Individual union workers, of course, can and often do ignore their union’s endorsement, and Trump catered heavily to steelworkers and others. Some unions have particular interests where they align with Republican positions: Democrats have had to tread carefully on issues like drilling for natural gas, for example, an industry that provides work for some unions.

Bloomingdale said he couldn’t comment on decisions made by specific labor groups.

“But just as right to work is a line in the sand for all of us — including some of the folks who might have endorsed some of the Republicans — [unions] will have to make the decision on whether or not the vote to overturn the January 6th results is a line in the sand for them.”

Nationally, the AFL-CIO represents more than 12 million workers and endorsed Joe Biden in the 2020 election.

“I can assure you that the labor movement will not endorse people and will not support people who tried to defy the will of the people and upend democracy,” said AFL-CIO President Richard Trumka in an interview with WESA. The events of January 6, he said, were “nothing short of a tragedy.”

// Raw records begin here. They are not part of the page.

//! Per-transaction render loop.
//!
//! One [`IoClient`] exists per transaction (or page session). Handler-side
//! builders compile into component groups; the client ships each group as
//! a render instruction through the host's send path, then waits on the
//! transaction's response stream. State updates re-render the same
//! generation; validation round-trips answer with a verdict; a `RETURN`
//! finishes the generation and resumes the handler.
//!
//! Renders are strictly FIFO within a transaction: issuing a render while
//! one is outstanding fails with `RENDER_ERROR`.

// Rust guideline compliant 2026-02

use std::sync::atomic::{AtomicBool, AtomicU64, Ordering};
use std::sync::{Arc, Mutex};

use async_trait::async_trait;
use serde_json::Value;
use tokio::sync::{mpsc, oneshot};

use crate::error::{IoError, IoErrorKind};
use crate::io::component::{Component, ComponentSpec};
use crate::io::registry::ComponentRegistry;
use crate::rpc::methods::{ChoiceButton, IoResponse, IoResponseKind, RenderInstruction};

/// Validates the whole group's parsed values; `Some` rejects.
pub type GroupValidatorFn = Arc<dyn Fn(&[Value]) -> Option<String> + Send + Sync>;

/// Validates one member's parsed value; `Some` rejects.
pub type MemberValidatorFn = Arc<dyn Fn(&Value) -> Option<String> + Send + Sync>;

/// One member of a render group: the component spec plus its chained
/// validator, compiled from a builder.
pub struct GroupMember {
    /// Component description.
    pub spec: ComponentSpec,
    /// Per-member validator.
    pub validator: Option<MemberValidatorFn>,
}

impl std::fmt::Debug for GroupMember {
    fn fmt(&self, f: &mut std::fmt::Formatter<'_>) -> std::fmt::Result {
        f.debug_struct("GroupMember")
            .field("spec", &self.spec)
            .field("has_validator", &self.validator.is_some())
            .finish()
    }
}

/// Positional result of one render group.
#[derive(Debug, Clone, PartialEq)]
pub struct GroupResult {
    /// Parsed per-component values, in group order.
    pub values: Vec<Value>,
    /// Activated choice button, when the group had choices.
    pub choice: Option<String>,
}

/// Send path from the render loop up into the host controller.
///
/// Implementations record the instruction in the pending-render table
/// before shipping it, so it survives for replay after a reconnect.
#[async_trait]
pub trait RenderSender: Send + Sync {
    /// Ship a render instruction for a transaction.
    async fn send_render(
        &self,
        transaction_id: &str,
        instruction: &RenderInstruction,
    ) -> Result<(), IoError>;
}

/// An inbound response event, routed here by the host dispatcher.
pub struct IoEvent {
    /// Decoded response body.
    pub response: IoResponse,
    /// Present for `VALIDATE` responses: where to send the verdict
    /// (`None` accepts, `Some(message)` rejects).
    pub verdict: Option<oneshot::Sender<Option<String>>>,
}

impl std::fmt::Debug for IoEvent {
    fn fmt(&self, f: &mut std::fmt::Formatter<'_>) -> std::fmt::Result {
        f.debug_struct("IoEvent")
            .field("kind", &self.response.kind)
            .field("id", &self.response.id)
            .finish_non_exhaustive()
    }
}

/// Resets the FIFO guard when a render finishes, however it finishes.
struct RenderGuard<'a>(&'a AtomicBool);

impl Drop for RenderGuard<'_> {
    fn drop(&mut self) {
        self.0.store(false, Ordering::SeqCst);
    }
}

/// Per-transaction I/O client.
pub struct IoClient {
    transaction_id: String,
    sender: Arc<dyn RenderSender>,
    registry: Arc<dyn ComponentRegistry>,
    events: tokio::sync::Mutex<mpsc::UnboundedReceiver<IoEvent>>,
    next_generation: AtomicU64,
    render_active: AtomicBool,
    display_resolves_immediately: bool,
    closed: Mutex<Option<IoErrorKind>>,
}

impl std::fmt::Debug for IoClient {
    fn fmt(&self, f: &mut std::fmt::Formatter<'_>) -> std::fmt::Result {
        f.debug_struct("IoClient")
            .field("transaction_id", &self.transaction_id)
            .field("render_active", &self.render_active.load(Ordering::SeqCst))
            .finish_non_exhaustive()
    }
}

Trumka said that while he couldn’t speak to an individual union’s support for a candidate, “All I can tell you is that I know our members have been ardent defenders … and I can tell you that will be a factor in deciding who gets support in the future.”

But SEIU 32BJ Vice President Gabe Morgan says he is outraged that any union would back candidates who backed efforts to overturn the results of the presidential election.

“These folks are trying to take away their vote,” he said. “Someone who spent all night cleaning an office building, or a nurse who’s working in a hospital — these are the folks who have had to work through this entire period of time and try to make sure that everybody else could be OK. Seeing that as a not union issue — taking away the votes of essential workers who voted by mail — is tough.”

SEIU did not donate to either Reschenthaler or Kelly, and Morgan said he would be surprised if any Republican would ever get its support.